# WORK INSTRUCTION
Starting at the first line of the records below, transcribe each line exactly, ending with the line that contains "pub cookie: Option<&'a".

(Stored items)
□ □ □ □ □ □ □
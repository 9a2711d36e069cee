#![allow(dead_code)]

use axum::Router;
use axum::body::Body;
use axum::http::{Request, Response, header};
use http_body_util::BodyExt;
use rentwise::router::init_router;
use rentwise::state::AppState;
use rentwise_auth::Role;
use rentwise_config::JwtConfig;
use rentwise_core::hash_password;
use rentwise_models::NewUser;
use serde_json::{Value, json};
use tower::ServiceExt;
use uuid::Uuid;

pub const TEST_SECRET: &str = "integration-test-secret-0123456789";
pub const TEST_PASSWORD: &str = "password123";

pub fn test_jwt_config() -> JwtConfig {
    JwtConfig::new(TEST_SECRET)
}

/// A fresh app over its own in-memory store.
pub fn setup_test_app() -> (Router, AppState) {
    let state = AppState::in_memory(&test_jwt_config());
    (init_router(state.clone()), state)
}

pub fn generate_unique_email() -> String {
    format!("test_{}@example.com", Uuid::new_v4().simple())
}

pub struct RequestSpec<'a> {
    pub method: &'a str,
    pub uri: &'a str,
    pub body: Option<Value>,
    pub cookie: Option<&'a str>,
    pub authorization: Option<String>,
}

impl<'a> RequestSpec<'a> {
    pub fn new(method: &'a str, uri: &'a str) -> Self {
        Self {
            method,
            uri,
            body: None,
            cookie: None,
            authorization: None,
        }
    }

    pub fn json(mut self, body: Value) -> Self {
        self.body = Some(body);
        self
    }

    pub fn cookie(mut self, token: &'a str) -> Self {
        self.cookie = Some(token);
        self
    }

    pub fn bearer(mut self, token: &str) -> Self {
        self.authorization = Some(format!("Bearer {token}"));
        self
    }

    pub fn authorization(mut self, value: &str) -> Self {
        self.authorization = Some(value.to_string());
        self
    }

    pub fn build(self) -> Request<Body> {
        let mut builder = Request::builder().method(self.method).uri(self.uri);
        if let Some(token) = self.cookie {
            builder = builder.header(header::COOKIE, format!("token={token}"));
        }
        if let Some(value) = self.authorization {
            builder = builder.header(header::AUTHORIZATION, value);
        }
        match self.body {
            Some(body) => builder
                .header(header::CONTENT_TYPE, "application/json")
                .body(Body::from(serde_json::to_vec(&body).unwrap()))
                .unwrap(),
            None => builder.body(Body::empty()).unwrap(),
        }
    }
}

pub async fn send(app: &Router, spec: RequestSpec<'_>) -> Response<Body> {
    app.clone().oneshot(spec.build()).await.unwrap()
}

pub async fn read_json(response: Response<Body>) -> Value {
    let bytes = response.into_body().collect().await.unwrap().to_bytes();
    serde_json::from_slice(&bytes).unwrap()
}

/// Registers through the API and returns `(token, user)`.
pub async fn register_user(app: &Router, role: &str) -> (String, Value) {
    let response = send(
        app,
        RequestSpec::new("POST", "/api/auth/register").json(json!({
            "name": "Test User",
            "email": generate_unique_email(),
            "password": TEST_PASSWORD,
            "role": role,
        })),
    )
    .await;
    assert_eq!(response.status(), 201, "registration failed");

    let body = read_json(response).await;
    (body["token"].as_str().unwrap().to_string(), body["user"].clone())
}

/// Admins cannot self-register, so they are inserted into the store directly.
pub async fn create_admin(state: &AppState) -> (String, Uuid) {
    let user = state
        .users
        .create_user(NewUser {
            name: "Admin".to_string(),
            email: generate_unique_email(),
            password_hash: hash_password(TEST_PASSWORD).unwrap(),
            role: Role::Admin,
        })
        .await
        .unwrap();
    let token = state
        .tokens
        .issue(&user.id.to_string(), &user.email, user.role)
        .unwrap();
    (token, user.id)
}

pub fn property_payload(title: &str) -> Value {
    json!({
        "title": title,
        "description": "Bright flat close to the metro",
        "location": "Lisbon",
        "price": 1450.0,
        "images": ["https://img.example.com/1.jpg"],
        "beds": 2,
        "baths": 1,
        "area": 82.0,
        "type": "Apartment",
        "status": "For Rent"
    })
}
□ □ □ □ □ □ □
# RESULT FOR THIS EXERCISE
repository 9a2711d36e069cee
#![allow(dead_code)]

use axum::Router;
use axum::body::Body;
use axum::http::{Request, Response, header};
use http_body_util::BodyExt;
use rentwise::router::init_router;
use rentwise::state::AppState;
use rentwise_auth::Role;
use rentwise_config::JwtConfig;
use rentwise_core::hash_password;
use rentwise_models::NewUser;
use serde_json::{Value, json};
use tower::ServiceExt;
use uuid::Uuid;

pub const TEST_SECRET: &str = "integration-test-secret-0123456789";
pub const TEST_PASSWORD: &str = "password123";

pub fn test_jwt_config() -> JwtConfig {
    JwtConfig::new(TEST_SECRET)
}

/// A fresh app over its own in-memory store.
pub fn setup_test_app() -> (Router, AppState) {
    let state = AppState::in_memory(&test_jwt_config());
    (init_router(state.clone()), state)
}

pub fn generate_unique_email() -> String {
    format!("test_{}@example.com", Uuid::new_v4().simple())
}

pub struct RequestSpec<'a> {
    pub method: &'a str,
    pub uri: &'a str,
    pub body: Option<Value>,
    pub cookie: Option<&'a str>,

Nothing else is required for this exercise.